> _What you are asked to do_:
Among the entries below, find the lines with the word "enum" and return them.

> _Source material_:
-.-.-

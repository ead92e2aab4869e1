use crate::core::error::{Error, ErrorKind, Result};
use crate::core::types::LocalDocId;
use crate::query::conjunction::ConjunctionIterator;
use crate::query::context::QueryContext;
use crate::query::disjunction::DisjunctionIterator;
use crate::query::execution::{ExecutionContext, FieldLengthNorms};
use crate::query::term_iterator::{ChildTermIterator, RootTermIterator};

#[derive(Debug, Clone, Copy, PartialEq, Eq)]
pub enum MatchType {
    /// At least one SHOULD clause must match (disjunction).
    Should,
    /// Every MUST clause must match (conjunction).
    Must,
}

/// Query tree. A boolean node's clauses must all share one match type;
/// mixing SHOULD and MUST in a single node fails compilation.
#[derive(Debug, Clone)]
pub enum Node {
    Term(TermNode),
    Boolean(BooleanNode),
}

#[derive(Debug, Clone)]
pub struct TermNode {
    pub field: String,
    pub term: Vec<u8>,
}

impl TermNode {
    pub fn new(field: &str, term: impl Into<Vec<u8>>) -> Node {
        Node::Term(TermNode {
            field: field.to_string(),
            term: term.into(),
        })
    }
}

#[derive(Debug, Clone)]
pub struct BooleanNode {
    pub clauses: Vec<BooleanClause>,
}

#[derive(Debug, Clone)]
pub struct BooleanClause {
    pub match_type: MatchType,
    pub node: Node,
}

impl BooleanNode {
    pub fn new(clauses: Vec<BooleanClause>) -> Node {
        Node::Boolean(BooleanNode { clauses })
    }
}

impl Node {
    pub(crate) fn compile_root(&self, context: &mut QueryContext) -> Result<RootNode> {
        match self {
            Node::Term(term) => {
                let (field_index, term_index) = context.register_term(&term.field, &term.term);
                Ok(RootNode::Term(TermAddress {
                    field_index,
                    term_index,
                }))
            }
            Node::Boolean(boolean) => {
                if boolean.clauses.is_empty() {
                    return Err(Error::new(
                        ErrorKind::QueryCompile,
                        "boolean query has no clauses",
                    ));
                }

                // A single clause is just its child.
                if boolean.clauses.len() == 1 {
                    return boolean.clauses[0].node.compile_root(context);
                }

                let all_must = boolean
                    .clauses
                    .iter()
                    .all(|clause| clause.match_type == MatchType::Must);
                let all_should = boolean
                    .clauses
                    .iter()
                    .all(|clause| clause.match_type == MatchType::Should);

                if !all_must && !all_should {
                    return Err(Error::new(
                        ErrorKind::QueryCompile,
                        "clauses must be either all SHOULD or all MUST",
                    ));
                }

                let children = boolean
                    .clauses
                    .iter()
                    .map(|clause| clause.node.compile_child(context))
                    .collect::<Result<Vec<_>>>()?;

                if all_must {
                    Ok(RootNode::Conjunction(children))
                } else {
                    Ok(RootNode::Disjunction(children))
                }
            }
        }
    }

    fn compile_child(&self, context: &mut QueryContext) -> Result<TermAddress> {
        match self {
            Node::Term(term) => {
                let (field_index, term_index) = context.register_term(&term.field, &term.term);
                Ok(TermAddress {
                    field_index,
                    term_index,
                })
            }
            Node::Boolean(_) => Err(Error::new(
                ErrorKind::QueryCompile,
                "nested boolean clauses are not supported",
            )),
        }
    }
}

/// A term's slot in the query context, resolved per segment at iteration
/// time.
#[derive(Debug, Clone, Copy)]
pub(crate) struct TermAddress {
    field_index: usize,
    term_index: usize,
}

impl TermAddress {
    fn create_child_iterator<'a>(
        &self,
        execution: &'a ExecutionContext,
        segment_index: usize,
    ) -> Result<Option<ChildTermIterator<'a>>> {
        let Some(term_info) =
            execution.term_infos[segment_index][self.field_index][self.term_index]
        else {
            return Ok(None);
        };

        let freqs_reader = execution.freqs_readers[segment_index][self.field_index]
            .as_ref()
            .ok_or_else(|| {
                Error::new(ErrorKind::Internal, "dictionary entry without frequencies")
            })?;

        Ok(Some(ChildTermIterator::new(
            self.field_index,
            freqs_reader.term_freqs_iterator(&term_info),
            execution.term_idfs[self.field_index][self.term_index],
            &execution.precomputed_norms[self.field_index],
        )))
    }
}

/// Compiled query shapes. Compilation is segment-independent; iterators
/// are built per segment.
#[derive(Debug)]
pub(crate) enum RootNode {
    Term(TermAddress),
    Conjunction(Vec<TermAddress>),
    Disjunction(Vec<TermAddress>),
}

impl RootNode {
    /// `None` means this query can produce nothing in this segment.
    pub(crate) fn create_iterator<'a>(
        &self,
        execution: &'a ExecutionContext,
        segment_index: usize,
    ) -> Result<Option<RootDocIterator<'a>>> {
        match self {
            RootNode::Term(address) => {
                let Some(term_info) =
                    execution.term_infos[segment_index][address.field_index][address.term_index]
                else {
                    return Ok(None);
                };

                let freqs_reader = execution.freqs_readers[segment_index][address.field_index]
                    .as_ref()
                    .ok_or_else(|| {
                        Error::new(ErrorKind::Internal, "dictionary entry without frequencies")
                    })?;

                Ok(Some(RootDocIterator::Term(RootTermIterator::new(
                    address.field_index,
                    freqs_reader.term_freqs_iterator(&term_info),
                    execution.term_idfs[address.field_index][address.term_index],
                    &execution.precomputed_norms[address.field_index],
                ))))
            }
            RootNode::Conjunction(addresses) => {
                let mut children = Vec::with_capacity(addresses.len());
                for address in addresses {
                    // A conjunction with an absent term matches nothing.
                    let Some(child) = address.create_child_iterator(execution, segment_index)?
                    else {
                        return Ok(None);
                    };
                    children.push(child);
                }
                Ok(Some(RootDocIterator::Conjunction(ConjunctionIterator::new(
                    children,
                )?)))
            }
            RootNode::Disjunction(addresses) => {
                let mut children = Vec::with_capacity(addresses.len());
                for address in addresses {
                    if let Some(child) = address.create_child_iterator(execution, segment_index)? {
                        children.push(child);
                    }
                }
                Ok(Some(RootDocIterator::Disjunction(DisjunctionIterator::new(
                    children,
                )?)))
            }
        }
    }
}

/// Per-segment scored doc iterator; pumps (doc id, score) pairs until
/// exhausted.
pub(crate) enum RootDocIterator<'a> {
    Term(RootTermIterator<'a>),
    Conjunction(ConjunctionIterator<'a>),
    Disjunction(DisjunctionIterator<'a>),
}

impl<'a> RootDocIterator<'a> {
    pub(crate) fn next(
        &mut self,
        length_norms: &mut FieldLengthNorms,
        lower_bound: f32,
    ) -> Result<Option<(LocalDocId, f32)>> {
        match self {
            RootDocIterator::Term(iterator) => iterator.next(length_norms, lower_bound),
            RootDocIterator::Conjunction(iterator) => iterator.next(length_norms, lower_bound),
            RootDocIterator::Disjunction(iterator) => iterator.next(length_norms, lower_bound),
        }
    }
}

-.-.-

> _Solution to this exercise_:
pub enum MatchType {
pub enum Node {
pub(crate) enum RootNode {
pub(crate) enum RootDocIterator<'a> {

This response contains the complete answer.